What you need to do
Tally the lines below containing "food" and report only the total.

Collected data
▬▬▬

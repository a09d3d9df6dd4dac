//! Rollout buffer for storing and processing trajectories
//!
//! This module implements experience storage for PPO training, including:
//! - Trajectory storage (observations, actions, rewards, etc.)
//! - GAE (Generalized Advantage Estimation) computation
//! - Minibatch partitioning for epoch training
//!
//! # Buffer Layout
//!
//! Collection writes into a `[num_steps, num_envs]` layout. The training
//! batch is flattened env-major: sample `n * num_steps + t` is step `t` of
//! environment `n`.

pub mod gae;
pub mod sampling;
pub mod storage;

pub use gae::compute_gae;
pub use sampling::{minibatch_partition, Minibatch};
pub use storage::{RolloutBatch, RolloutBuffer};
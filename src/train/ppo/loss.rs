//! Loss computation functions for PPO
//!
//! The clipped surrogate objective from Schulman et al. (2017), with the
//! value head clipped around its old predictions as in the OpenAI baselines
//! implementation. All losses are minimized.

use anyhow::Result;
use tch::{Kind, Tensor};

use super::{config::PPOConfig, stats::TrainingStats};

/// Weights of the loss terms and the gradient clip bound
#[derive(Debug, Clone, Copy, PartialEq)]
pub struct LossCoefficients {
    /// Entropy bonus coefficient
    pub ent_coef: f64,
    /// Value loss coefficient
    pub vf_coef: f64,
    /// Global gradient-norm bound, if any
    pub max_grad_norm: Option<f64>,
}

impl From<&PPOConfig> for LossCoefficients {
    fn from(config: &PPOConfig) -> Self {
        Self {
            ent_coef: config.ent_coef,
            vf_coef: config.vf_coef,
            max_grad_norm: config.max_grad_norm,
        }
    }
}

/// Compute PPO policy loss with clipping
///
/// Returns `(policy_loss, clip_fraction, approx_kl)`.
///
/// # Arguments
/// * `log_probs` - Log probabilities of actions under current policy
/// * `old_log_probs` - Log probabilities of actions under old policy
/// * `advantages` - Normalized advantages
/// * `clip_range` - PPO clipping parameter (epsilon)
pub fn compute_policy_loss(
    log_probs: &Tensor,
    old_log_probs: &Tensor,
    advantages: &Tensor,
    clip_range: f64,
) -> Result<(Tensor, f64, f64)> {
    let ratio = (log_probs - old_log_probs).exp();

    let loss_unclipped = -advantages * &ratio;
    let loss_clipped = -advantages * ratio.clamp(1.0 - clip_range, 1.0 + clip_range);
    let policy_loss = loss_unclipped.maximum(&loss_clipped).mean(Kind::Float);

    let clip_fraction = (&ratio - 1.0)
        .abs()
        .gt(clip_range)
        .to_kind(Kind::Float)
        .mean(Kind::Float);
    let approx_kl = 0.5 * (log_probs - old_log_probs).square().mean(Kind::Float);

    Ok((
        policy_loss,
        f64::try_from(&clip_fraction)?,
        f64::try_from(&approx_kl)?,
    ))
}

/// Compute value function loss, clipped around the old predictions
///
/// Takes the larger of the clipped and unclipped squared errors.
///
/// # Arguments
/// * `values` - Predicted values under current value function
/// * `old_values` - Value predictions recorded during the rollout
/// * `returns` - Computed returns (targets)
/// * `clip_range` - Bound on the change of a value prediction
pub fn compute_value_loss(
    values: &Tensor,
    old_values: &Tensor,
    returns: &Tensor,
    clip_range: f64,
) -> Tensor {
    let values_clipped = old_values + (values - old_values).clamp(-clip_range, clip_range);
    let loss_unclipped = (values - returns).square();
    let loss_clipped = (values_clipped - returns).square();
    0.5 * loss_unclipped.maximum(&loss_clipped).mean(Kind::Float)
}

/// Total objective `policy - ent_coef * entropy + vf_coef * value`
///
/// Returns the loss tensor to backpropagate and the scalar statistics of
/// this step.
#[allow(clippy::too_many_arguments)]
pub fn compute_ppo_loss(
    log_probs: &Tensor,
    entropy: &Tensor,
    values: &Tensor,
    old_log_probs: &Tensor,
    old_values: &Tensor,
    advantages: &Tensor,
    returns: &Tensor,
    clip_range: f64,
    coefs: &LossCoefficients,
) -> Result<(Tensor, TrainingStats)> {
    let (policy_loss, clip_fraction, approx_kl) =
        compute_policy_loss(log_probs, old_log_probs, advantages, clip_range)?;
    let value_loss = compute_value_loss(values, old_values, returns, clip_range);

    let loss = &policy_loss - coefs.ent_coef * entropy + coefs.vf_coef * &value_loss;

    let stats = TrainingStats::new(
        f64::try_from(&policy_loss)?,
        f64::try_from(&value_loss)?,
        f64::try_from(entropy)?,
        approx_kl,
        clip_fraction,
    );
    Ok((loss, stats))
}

▬▬▬

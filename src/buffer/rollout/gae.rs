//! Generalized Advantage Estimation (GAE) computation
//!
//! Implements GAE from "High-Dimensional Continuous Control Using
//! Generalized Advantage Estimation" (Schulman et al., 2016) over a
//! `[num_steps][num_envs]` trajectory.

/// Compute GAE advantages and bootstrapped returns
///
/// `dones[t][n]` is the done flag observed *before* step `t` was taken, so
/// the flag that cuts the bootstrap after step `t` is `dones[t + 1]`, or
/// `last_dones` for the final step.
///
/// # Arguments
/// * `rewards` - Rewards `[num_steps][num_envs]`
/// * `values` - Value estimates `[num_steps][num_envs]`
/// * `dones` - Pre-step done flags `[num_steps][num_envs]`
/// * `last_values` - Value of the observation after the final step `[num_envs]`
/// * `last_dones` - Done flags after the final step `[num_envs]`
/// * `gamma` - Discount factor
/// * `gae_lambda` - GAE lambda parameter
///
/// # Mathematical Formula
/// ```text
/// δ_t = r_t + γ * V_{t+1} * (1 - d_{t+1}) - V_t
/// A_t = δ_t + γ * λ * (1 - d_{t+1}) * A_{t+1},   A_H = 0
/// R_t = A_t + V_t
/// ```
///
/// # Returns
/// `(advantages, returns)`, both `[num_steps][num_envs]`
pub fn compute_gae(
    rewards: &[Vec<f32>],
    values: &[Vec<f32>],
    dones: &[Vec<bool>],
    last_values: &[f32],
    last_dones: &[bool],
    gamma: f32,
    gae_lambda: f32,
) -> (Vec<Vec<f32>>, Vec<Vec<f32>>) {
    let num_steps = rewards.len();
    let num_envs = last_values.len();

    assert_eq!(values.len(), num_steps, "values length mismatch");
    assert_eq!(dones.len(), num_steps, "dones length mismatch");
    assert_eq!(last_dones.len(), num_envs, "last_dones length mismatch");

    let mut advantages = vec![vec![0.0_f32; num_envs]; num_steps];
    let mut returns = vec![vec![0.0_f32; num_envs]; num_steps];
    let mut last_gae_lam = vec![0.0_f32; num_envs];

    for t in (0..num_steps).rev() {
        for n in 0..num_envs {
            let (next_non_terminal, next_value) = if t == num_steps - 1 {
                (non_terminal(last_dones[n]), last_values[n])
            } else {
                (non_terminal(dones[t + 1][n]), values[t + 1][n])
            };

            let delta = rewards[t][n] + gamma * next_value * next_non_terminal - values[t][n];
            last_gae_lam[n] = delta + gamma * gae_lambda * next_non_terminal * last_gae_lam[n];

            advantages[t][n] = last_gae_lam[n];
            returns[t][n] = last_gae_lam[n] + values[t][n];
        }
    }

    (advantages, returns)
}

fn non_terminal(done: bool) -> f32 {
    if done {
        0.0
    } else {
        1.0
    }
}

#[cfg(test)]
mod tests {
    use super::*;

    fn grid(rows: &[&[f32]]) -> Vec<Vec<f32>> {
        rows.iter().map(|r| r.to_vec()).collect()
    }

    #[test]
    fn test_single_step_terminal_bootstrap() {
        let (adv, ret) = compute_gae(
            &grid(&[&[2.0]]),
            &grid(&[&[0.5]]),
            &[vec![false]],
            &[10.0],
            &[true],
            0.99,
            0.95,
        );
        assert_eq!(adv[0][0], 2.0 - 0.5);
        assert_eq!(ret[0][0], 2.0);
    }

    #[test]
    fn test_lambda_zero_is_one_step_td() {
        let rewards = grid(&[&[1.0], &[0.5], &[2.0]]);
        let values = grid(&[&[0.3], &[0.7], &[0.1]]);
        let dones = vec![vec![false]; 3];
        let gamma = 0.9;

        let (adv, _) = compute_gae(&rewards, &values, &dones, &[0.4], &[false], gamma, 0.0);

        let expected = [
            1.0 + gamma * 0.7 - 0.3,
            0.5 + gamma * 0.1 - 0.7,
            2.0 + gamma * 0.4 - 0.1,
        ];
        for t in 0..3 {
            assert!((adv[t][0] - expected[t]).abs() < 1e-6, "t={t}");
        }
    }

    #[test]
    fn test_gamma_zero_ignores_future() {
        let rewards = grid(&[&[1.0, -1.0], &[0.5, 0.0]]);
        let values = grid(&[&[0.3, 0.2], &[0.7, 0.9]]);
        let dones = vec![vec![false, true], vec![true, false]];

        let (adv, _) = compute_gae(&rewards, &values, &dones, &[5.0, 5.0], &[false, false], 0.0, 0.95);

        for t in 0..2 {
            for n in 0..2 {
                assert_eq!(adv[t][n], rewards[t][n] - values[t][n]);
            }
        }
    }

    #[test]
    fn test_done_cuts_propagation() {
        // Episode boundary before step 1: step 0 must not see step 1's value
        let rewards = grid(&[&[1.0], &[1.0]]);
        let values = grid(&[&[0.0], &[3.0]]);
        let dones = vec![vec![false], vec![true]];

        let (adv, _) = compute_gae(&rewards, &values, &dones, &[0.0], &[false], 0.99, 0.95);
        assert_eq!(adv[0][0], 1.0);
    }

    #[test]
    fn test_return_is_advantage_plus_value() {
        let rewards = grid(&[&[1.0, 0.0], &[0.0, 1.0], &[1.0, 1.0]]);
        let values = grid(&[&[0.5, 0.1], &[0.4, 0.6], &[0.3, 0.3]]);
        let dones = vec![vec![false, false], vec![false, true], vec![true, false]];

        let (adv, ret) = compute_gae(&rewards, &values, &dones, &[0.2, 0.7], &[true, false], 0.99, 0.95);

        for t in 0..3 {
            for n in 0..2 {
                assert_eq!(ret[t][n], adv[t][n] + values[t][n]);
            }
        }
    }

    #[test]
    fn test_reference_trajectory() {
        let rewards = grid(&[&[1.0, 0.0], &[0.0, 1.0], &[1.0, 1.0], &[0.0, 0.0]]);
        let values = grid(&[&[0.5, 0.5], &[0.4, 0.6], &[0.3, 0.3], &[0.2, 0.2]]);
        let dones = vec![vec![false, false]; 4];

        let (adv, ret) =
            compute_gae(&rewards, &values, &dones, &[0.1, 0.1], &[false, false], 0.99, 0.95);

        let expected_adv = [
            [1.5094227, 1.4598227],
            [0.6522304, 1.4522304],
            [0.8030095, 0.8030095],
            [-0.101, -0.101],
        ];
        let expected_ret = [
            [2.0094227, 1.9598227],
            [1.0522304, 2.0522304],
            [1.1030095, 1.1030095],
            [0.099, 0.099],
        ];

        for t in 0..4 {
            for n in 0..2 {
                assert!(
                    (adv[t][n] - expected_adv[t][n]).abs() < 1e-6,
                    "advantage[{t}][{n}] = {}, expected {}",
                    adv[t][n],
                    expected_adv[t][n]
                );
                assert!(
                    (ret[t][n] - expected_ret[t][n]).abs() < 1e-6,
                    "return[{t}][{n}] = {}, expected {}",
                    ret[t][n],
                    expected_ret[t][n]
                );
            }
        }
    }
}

▬▬▬

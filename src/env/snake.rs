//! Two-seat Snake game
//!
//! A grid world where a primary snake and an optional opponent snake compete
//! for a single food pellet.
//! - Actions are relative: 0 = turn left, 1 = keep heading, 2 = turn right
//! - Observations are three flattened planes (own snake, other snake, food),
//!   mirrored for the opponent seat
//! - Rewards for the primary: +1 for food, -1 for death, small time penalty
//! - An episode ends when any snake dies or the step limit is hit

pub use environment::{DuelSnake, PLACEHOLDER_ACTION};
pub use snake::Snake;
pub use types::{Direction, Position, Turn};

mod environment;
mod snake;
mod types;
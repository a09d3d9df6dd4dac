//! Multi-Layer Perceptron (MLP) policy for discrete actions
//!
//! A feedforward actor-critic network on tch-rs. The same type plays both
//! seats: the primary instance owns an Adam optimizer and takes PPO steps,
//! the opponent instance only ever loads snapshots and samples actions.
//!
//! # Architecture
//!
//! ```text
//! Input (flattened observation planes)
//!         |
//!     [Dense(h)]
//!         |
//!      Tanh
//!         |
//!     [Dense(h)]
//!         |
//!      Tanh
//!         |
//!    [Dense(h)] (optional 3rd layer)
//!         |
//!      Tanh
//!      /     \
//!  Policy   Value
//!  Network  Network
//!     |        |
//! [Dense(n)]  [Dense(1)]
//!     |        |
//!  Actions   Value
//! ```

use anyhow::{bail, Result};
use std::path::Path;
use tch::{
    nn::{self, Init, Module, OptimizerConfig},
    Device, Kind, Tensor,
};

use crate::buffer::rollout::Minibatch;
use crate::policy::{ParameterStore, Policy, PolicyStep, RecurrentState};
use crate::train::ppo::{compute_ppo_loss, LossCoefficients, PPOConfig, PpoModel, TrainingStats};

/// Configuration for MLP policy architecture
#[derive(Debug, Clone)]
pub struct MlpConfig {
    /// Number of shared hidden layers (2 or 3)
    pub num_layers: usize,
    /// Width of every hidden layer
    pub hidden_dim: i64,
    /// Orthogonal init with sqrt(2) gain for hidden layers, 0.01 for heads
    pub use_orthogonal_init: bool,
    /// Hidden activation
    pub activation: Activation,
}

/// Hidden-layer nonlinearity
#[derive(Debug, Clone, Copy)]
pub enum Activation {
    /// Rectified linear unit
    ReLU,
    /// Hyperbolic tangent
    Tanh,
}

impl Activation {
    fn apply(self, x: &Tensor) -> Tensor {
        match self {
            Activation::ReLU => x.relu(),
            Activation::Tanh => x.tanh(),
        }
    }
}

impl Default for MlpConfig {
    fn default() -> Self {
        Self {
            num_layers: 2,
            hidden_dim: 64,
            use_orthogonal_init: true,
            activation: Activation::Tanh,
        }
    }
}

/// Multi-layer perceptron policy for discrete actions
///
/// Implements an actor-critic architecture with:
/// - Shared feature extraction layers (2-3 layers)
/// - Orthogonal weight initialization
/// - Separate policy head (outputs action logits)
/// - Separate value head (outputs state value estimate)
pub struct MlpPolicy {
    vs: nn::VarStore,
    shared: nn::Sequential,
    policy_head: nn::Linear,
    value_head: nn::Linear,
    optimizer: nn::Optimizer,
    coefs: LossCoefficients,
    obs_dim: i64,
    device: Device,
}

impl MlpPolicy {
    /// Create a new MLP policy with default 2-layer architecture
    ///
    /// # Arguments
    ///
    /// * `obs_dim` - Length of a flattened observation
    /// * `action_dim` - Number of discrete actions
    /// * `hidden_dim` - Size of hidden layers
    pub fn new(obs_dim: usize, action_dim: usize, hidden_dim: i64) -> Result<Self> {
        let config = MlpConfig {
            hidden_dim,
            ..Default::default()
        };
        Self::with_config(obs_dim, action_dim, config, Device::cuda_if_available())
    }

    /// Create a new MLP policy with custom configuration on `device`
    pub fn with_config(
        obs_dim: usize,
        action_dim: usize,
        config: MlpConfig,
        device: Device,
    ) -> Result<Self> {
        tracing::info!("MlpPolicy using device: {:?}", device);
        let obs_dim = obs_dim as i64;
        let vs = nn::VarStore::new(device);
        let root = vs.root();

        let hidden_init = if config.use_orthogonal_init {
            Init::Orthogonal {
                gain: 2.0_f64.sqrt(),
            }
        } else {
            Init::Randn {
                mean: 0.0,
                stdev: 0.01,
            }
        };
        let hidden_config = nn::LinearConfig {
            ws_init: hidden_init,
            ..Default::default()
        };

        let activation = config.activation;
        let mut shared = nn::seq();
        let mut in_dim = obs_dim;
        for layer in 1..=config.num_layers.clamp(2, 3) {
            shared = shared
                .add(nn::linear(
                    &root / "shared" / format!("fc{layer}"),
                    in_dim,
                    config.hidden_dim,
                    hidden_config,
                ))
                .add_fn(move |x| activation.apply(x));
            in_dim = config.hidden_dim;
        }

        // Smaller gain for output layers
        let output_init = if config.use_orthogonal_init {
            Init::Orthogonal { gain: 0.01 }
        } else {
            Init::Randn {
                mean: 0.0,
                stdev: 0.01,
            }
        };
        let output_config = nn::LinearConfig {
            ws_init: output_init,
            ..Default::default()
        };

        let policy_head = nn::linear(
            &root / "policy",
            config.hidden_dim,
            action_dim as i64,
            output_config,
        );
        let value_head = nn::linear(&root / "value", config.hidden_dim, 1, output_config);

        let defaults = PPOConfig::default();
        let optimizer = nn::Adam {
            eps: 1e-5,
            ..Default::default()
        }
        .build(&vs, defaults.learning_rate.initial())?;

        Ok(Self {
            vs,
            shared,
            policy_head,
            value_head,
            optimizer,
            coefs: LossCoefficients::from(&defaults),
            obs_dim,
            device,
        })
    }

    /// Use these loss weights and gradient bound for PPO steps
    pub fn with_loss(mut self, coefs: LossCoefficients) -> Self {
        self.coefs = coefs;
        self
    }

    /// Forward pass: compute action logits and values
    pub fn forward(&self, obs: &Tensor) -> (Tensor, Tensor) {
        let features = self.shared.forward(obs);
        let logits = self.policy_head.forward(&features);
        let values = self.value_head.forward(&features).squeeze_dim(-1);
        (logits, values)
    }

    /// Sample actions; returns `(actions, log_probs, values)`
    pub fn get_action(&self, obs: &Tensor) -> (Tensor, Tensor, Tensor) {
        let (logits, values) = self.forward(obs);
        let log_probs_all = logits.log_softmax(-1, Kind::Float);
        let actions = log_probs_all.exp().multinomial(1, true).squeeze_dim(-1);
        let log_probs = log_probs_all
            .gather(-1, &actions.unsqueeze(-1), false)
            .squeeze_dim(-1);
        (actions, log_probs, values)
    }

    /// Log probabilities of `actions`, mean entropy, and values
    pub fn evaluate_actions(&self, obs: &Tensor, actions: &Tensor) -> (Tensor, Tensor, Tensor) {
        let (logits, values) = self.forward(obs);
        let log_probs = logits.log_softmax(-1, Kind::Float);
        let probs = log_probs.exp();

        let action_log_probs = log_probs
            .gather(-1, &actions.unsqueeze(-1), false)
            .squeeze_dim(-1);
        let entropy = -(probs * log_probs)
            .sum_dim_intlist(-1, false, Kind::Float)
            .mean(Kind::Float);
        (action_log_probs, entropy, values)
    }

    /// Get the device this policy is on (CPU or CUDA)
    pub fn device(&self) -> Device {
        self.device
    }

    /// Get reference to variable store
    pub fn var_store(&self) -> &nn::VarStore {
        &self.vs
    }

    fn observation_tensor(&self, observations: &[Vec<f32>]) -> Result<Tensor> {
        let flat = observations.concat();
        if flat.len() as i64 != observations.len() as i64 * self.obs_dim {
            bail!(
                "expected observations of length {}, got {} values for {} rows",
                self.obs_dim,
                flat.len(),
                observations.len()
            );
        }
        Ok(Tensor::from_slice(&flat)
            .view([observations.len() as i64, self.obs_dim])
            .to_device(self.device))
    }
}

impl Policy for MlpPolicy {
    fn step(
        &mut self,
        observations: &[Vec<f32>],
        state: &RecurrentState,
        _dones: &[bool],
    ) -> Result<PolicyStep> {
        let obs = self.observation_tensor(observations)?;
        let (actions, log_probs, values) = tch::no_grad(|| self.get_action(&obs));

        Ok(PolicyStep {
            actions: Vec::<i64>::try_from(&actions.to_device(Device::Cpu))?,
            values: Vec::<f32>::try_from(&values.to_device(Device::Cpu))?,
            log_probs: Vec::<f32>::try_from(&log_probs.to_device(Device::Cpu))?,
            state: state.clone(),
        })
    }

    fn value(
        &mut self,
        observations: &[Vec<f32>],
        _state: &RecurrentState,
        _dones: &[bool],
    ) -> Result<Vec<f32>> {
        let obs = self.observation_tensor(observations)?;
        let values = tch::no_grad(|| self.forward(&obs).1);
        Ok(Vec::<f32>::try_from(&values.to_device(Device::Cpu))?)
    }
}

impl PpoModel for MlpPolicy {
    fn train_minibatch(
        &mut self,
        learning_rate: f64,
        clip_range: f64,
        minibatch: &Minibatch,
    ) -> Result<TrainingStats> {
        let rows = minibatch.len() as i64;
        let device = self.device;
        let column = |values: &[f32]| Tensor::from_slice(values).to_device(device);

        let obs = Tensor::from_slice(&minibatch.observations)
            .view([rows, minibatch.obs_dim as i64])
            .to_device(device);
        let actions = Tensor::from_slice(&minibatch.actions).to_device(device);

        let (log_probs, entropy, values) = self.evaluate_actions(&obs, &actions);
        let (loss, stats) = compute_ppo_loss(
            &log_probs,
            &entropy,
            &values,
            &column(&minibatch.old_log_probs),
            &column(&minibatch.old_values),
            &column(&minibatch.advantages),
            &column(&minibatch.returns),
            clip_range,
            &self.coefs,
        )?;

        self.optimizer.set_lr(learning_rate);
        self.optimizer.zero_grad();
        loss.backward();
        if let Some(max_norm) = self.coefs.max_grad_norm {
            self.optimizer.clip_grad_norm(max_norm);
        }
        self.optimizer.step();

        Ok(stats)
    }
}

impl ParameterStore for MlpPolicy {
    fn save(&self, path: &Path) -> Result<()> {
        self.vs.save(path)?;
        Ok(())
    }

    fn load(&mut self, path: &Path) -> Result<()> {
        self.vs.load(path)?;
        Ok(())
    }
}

▬▬▬

Expected answer
3